Configure Determined#
Install and run Determined on a cluster. When launching the master instance, the Prometheus
endpoints are enabled by default in versions 0.32.0 and later. To manually enable the Prometheus
endpoints, add a flag to the master.yaml
configuration file:
observability:
enable_prometheus: true
This enables the following two Prometheus API endpoints on the instance.
{$DET_MASTER_ADDR}/prom/det-state-metrics
:The
det-state-metrics
endpoint includes various machine-level label mappings to internal Determined entities, such as GPU UUIDs and container IDs to task, allocation, and experiment labels, which are used by PromQL to join vectors.{$DET_MASTER_ADDR}/prom/det-http-sd-config
:The
det-http-sd-config
endpoint contains address and resource pool information for currently active agents. These are used by Prometheus as targets for scraping. This endpoint is configured to support running default cAdvisor, port 8080, and DCGM, port 9400, monitoring. Other tools exposing Prometheus metrics can be used instead of cAdvisor and DCGM if they are running on these ports.
Configure cAdvisor and dcgm-exporter#
The cAdvisor and dcgm-exporter monitoring tools must be running on the cluster agents to be monitored. These can be installed manually or run as individual Docker containers.

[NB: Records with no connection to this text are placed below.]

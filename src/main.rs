// =============================================================================
// VKCORE DEMO - textured quad on the rendering core
// =============================================================================
//
// FRAME FLOW:
// 1. Acquire swapchain image
// 2. Wait for the fence of that image's slot
// 3. Submit the slot's pre-recorded command buffer
// 4. Present
//
// A stale surface (resize, out-of-date) rebuilds the swapchain and the
// frame resources; the device and uploaded data are kept.
//
// =============================================================================

use anyhow::{Context, Result};
use ash::vk;
use bytemuck::{Pod, Zeroable};
use glam::{Mat4, Vec3};
use raw_window_handle::{HasDisplayHandle, HasWindowHandle};
use std::fs::File;
use std::sync::Arc;
use std::time::Instant;
use winit::{
    application::ApplicationHandler,
    event::WindowEvent,
    event_loop::{ActiveEventLoop, EventLoop},
    window::{Fullscreen, Window, WindowAttributes},
};

use vkcore::backend::allocator::HOST_MEMORY;
use vkcore::backend::pipeline::{CullMode, VertexLayout};
use vkcore::backend::{
    Buffer, DescriptorPool, DescriptorSetLayout, DrawBatch, GraphicsPipeline, LayoutBinding,
    MipLevel, PipelineConfig, PipelineLayout, ShaderModule, TextureData,
};
use vkcore::{Config, FrameStatus, Renderer};

// =============================================================================
// ENTRY POINT
// =============================================================================

fn main() -> Result<()> {
    // Load configuration from config.toml
    let config = Config::load();

    init_logging(&config)?;
    log::info!("Starting vkcore demo");
    log::info!(
        "Window: {}x{} ({})",
        config.window.width,
        config.window.height,
        if config.window.fullscreen { "fullscreen" } else { "windowed" }
    );

    let event_loop = EventLoop::new()?;
    let mut app = App::new(config);
    event_loop.run_app(&mut app)?;
    Ok(())
}

/// env_logger at `info` unless RUST_LOG says otherwise; optionally into a file
fn init_logging(config: &Config) -> Result<()> {
    let mut builder = env_logger::Builder::new();
    builder.filter_level(log::LevelFilter::Info);
    builder.parse_default_env();

    if config.debug.log_to_file {
        let file = File::create(&config.debug.log_file)
            .with_context(|| format!("Failed to create log file {}", config.debug.log_file))?;
        builder.target(env_logger::Target::Pipe(Box::new(file)));
    }

    builder.init();
    Ok(())
}

// =============================================================================
// SCENE DATA
// =============================================================================

#[repr(C)]
#[derive(Debug, Clone, Copy, Pod, Zeroable)]
struct Vertex {
    pos: [f32; 3],
    color: [f32; 3],
    uv: [f32; 2],
}

impl Vertex {
    fn layout() -> VertexLayout {
        VertexLayout::new(std::mem::size_of::<Vertex>() as u32)
            .attribute(0, vk::Format::R32G32B32_SFLOAT, 0)
            .attribute(1, vk::Format::R32G32B32_SFLOAT, 12)
            .attribute(2, vk::Format::R32G32_SFLOAT, 24)
    }
}

const VERTICES: [Vertex; 4] = [
    Vertex { pos: [1.0, 1.0, 0.0], color: [1.0, 0.6, 0.6], uv: [1.0, 1.0] },
    Vertex { pos: [-1.0, 1.0, 0.0], color: [0.6, 1.0, 0.6], uv: [0.0, 1.0] },
    Vertex { pos: [-1.0, -1.0, 0.0], color: [0.6, 0.6, 1.0], uv: [0.0, 0.0] },
    Vertex { pos: [1.0, -1.0, 0.0], color: [1.0, 1.0, 1.0], uv: [1.0, 0.0] },
];

const INDICES: [u32; 6] = [0, 1, 2, 2, 3, 0];

/// Uniform block at binding 0 of the vertex shader
#[repr(C)]
#[derive(Debug, Clone, Copy, Pod, Zeroable)]
struct UniformData {
    projection: Mat4,
    view: Mat4,
    model: Mat4,
}

impl UniformData {
    fn for_extent(extent: vk::Extent2D) -> Self {
        let aspect = extent.width as f32 / extent.height.max(1) as f32;
        let mut projection = Mat4::perspective_rh(60f32.to_radians(), aspect, 0.1, 256.0);
        // Vulkan clip space has Y pointing down
        projection.y_axis.y *= -1.0;

        Self {
            projection,
            view: Mat4::from_translation(Vec3::new(0.0, 0.0, -2.5)),
            model: Mat4::from_rotation_x(-30f32.to_radians()),
        }
    }
}

/// Checkerboard with a full mip chain, RGBA8, levels packed back to back
fn checkerboard(size: u32, levels: u32) -> TextureData {
    let mut mips = Vec::new();
    let mut pixels = Vec::new();

    for level in 0..levels {
        let dim = (size >> level).max(1);
        let cell = (dim / 8).max(1);
        for y in 0..dim {
            for x in 0..dim {
                let light = ((x / cell) + (y / cell)) % 2 == 0;
                let v = if light { 230 } else { 40 };
                pixels.extend_from_slice(&[v, v, v, 255]);
            }
        }
        mips.push(MipLevel {
            width: dim,
            height: dim,
            size: u64::from(dim) * u64::from(dim) * 4,
        });
    }

    TextureData {
        format: vk::Format::R8G8B8A8_UNORM,
        mips,
        pixels,
    }
}

/// Host-side handles the demo keeps; the draw batch owns the rest
struct Scene {
    uniform_buffer: Arc<Buffer>,
    _descriptor_pool: DescriptorPool,
}

impl Scene {
    fn new(renderer: &mut Renderer, config: &Config) -> Result<Self> {
        let gpu = renderer.gpu();
        let strategy = renderer.upload_strategy();
        log::info!("Uploading scene ({:?})", strategy);

        let (vertex_buffer, index_buffer, texture, uniform_buffer) = {
            let ctx = renderer.context();
            let transfer = ctx.transfer();

            let vertex_buffer = transfer
                .upload_slice(&VERTICES, vk::BufferUsageFlags::VERTEX_BUFFER, strategy)
                .context("Failed to upload vertices")?;
            let index_buffer = transfer
                .upload_slice(&INDICES, vk::BufferUsageFlags::INDEX_BUFFER, strategy)
                .context("Failed to upload indices")?;
            let texture = transfer
                .upload_texture(&checkerboard(256, 9), strategy, renderer.anisotropy())
                .context("Failed to upload texture")?;

            let uniform_buffer = ctx.allocator().create_buffer(
                std::mem::size_of::<UniformData>() as vk::DeviceSize,
                vk::BufferUsageFlags::UNIFORM_BUFFER,
                HOST_MEMORY,
            )?;
            uniform_buffer.write_slice(&[UniformData::for_extent(renderer.extent())])?;

            (
                Arc::new(vertex_buffer),
                Arc::new(index_buffer),
                Arc::new(texture),
                Arc::new(uniform_buffer),
            )
        };

        // Binding layer
        let set_layout = DescriptorSetLayout::new(
            gpu.clone(),
            &[
                LayoutBinding::uniform_buffer(0, vk::ShaderStageFlags::VERTEX),
                LayoutBinding::combined_image_sampler(1, vk::ShaderStageFlags::FRAGMENT),
            ],
        )?;
        let descriptor_pool = DescriptorPool::new(
            gpu.clone(),
            1,
            &[
                (vk::DescriptorType::UNIFORM_BUFFER, 1),
                (vk::DescriptorType::COMBINED_IMAGE_SAMPLER, 1),
            ],
        )?;
        let mut descriptor_set = descriptor_pool.allocate(&set_layout)?;
        descriptor_set.write_uniform_buffer(0, uniform_buffer.clone())?;
        descriptor_set.write_texture(1, texture)?;

        let pipeline_layout = PipelineLayout::new(gpu.clone(), &[set_layout])?;

        // Shader modules are only needed while the pipeline is created
        let vertex_shader = ShaderModule::load(gpu.clone(), &config.assets.vertex_shader, vk::ShaderStageFlags::VERTEX)
            .context("Failed to load vertex shader")?;
        let fragment_shader =
            ShaderModule::load(gpu.clone(), &config.assets.fragment_shader, vk::ShaderStageFlags::FRAGMENT)
                .context("Failed to load fragment shader")?;

        let pipeline = GraphicsPipeline::new(
            gpu,
            renderer.pipeline_cache(),
            renderer.render_pass(),
            pipeline_layout,
            &PipelineConfig::new(Vertex::layout()).cull_mode(CullMode::None),
            &vertex_shader,
            &fragment_shader,
        )?;

        renderer.set_draw_batch(DrawBatch {
            pipeline: Arc::new(pipeline),
            descriptor_sets: vec![Arc::new(descriptor_set)],
            vertex_buffer,
            index_buffer,
            index_count: INDICES.len() as u32,
        })?;

        Ok(Self {
            uniform_buffer,
            _descriptor_pool: descriptor_pool,
        })
    }

    /// Only called with no frame in flight
    fn update_uniforms(&self, extent: vk::Extent2D) -> Result<()> {
        self.uniform_buffer
            .write_slice(&[UniformData::for_extent(extent)])?;
        Ok(())
    }
}

// =============================================================================
// APPLICATION STATE
// =============================================================================

/// Field order matters for Drop: the renderer waits out in-flight frames
/// before the scene's handles are released.
struct App {
    renderer: Option<Renderer>,
    scene: Option<Scene>,
    window: Option<Arc<Window>>,
    config: Config,
    is_fullscreen: bool,

    // FPS tracking
    frame_count: u32,
    last_fps_update: Instant,
    last_frame_time: Instant,
}

impl App {
    fn new(config: Config) -> Self {
        let is_fullscreen = config.window.fullscreen;
        let now = Instant::now();
        Self {
            renderer: None,
            scene: None,
            window: None,
            config,
            is_fullscreen,
            frame_count: 0,
            last_fps_update: now,
            last_frame_time: now,
        }
    }

    fn init_vulkan(&mut self, window: &Window) -> Result<()> {
        let display = window
            .display_handle()
            .context("Failed to get display handle")?
            .as_raw();
        let window_handle = window
            .window_handle()
            .context("Failed to get window handle")?
            .as_raw();

        let size = window.inner_size();
        let extent = vk::Extent2D {
            width: size.width,
            height: size.height,
        };

        let mut renderer = Renderer::new(display, window_handle, extent, &self.config)
            .context("Failed to create renderer")?;
        let scene = Scene::new(&mut renderer, &self.config)?;

        self.renderer = Some(renderer);
        self.scene = Some(scene);
        Ok(())
    }

    /// Returns whether a frame was presented
    fn render_frame(&mut self) -> Result<bool> {
        let (Some(renderer), Some(scene)) = (self.renderer.as_mut(), self.scene.as_ref()) else {
            return Ok(false);
        };

        match renderer.render()? {
            FrameStatus::Presented(_) => Ok(true),
            FrameStatus::Recreated(extent) => {
                scene.update_uniforms(extent)?;
                Ok(false)
            }
            FrameStatus::Skipped => Ok(false),
        }
    }

    fn toggle_fullscreen(&mut self) {
        if let Some(ref window) = self.window {
            self.is_fullscreen = !self.is_fullscreen;
            if self.is_fullscreen {
                window.set_fullscreen(Some(Fullscreen::Borderless(None)));
                log::info!("Entered fullscreen mode");
            } else {
                window.set_fullscreen(None);
                log::info!("Exited fullscreen mode");
            }
        }
    }

    fn update_fps(&mut self) {
        if !self.config.debug.show_fps {
            return;
        }

        let now = Instant::now();
        let frame_time = now.duration_since(self.last_frame_time).as_secs_f32();
        self.last_frame_time = now;
        self.frame_count += 1;

        // Update title every second
        let elapsed = now.duration_since(self.last_fps_update).as_secs_f32();
        if elapsed >= 1.0 {
            let fps = self.frame_count as f32 / elapsed;
            if let Some(ref window) = self.window {
                window.set_title(&format!(
                    "{} - {:.0} FPS ({:.2}ms)",
                    self.config.window.title,
                    fps,
                    frame_time * 1000.0
                ));
            }
            self.frame_count = 0;
            self.last_fps_update = now;
        }
    }
}

// =============================================================================
// EVENT HANDLING
// =============================================================================

impl ApplicationHandler for App {
    fn resumed(&mut self, event_loop: &ActiveEventLoop) {
        if self.window.is_some() {
            return;
        }

        let mut window_attributes = WindowAttributes::default()
            .with_title(&self.config.window.title)
            .with_inner_size(winit::dpi::PhysicalSize::new(
                self.config.window.width,
                self.config.window.height,
            ));

        if self.config.window.fullscreen {
            window_attributes = window_attributes.with_fullscreen(Some(Fullscreen::Borderless(None)));
        }

        let window = match event_loop.create_window(window_attributes) {
            Ok(w) => Arc::new(w),
            Err(e) => {
                log::error!("Failed to create window: {:?}", e);
                event_loop.exit();
                return;
            }
        };

        if let Err(e) = self.init_vulkan(&window) {
            log::error!("Failed to initialize Vulkan: {:?}", e);
            event_loop.exit();
            return;
        }

        self.window = Some(window);
    }

    fn window_event(
        &mut self,
        event_loop: &ActiveEventLoop,
        _id: winit::window::WindowId,
        event: WindowEvent,
    ) {
        match event {
            WindowEvent::CloseRequested => {
                log::info!("Close requested, shutting down...");
                event_loop.exit();
            }

            WindowEvent::Resized(size) => {
                log::debug!("Window resized to {}x{}", size.width, size.height);
                if let Some(renderer) = self.renderer.as_mut() {
                    renderer.resize(vk::Extent2D {
                        width: size.width,
                        height: size.height,
                    });
                }
            }

            WindowEvent::RedrawRequested => match self.render_frame() {
                Ok(true) => self.update_fps(),
                Ok(false) => {}
                Err(e) => {
                    let recoverable = e
                        .downcast_ref::<vkcore::RenderError>()
                        .is_some_and(vkcore::RenderError::is_recoverable);
                    log::error!("Render error: {:?}", e);
                    if !recoverable {
                        event_loop.exit();
                    }
                }
            },

            WindowEvent::KeyboardInput { event, .. } => {
                use winit::keyboard::{KeyCode, PhysicalKey};

                if event.state.is_pressed() {
                    if let PhysicalKey::Code(key) = event.physical_key {
                        match key {
                            KeyCode::Escape => {
                                log::info!("ESC pressed, exiting...");
                                event_loop.exit();
                            }
                            KeyCode::F11 => self.toggle_fullscreen(),
                            _ => {}
                        }
                    }
                }
            }

            _ => {}
        }
    }

    /// Request continuous redraws
    fn about_to_wait(&mut self, _event_loop: &ActiveEventLoop) {
        if let Some(ref window) = self.window {
            window.request_redraw();
        }
    }
}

To configure dynamic agents to start up with cAdvisor and dcgm-exporter, add the following startup
script to the master.yaml
file:
- pool_name: compute-pool
provider:
startup_script: |
# Run dcgm-exporter on 9400
docker run -d --gpus all --rm -p 9400:9400 nvcr.io/nvidia/k8s/dcgm-exporter:2.3.2-2.6.3-ubuntu20.04
# Run cAdvisor on 8080
VERSION=v0.36.0
docker run \
--volume=/:/rootfs:ro \
--volume=/var/run:/var/run:ro \
--volume=/sys:/sys:ro \
--volume=/var/lib/docker/:/var/lib/docker:ro \
--volume=/dev/disk/:/dev/disk:ro \
--publish=8080:8080 \
--detach=true \
--name=cadvisor \
--privileged \
--device=/dev/kmsg \
gcr.io/cadvisor/cadvisor:$VERSION
This example startup script includes the default setup docker commands provided by dcgm-exporter and cAdvisor.
Configure Prometheus#
Install Prometheus on any node in the monitored cluster.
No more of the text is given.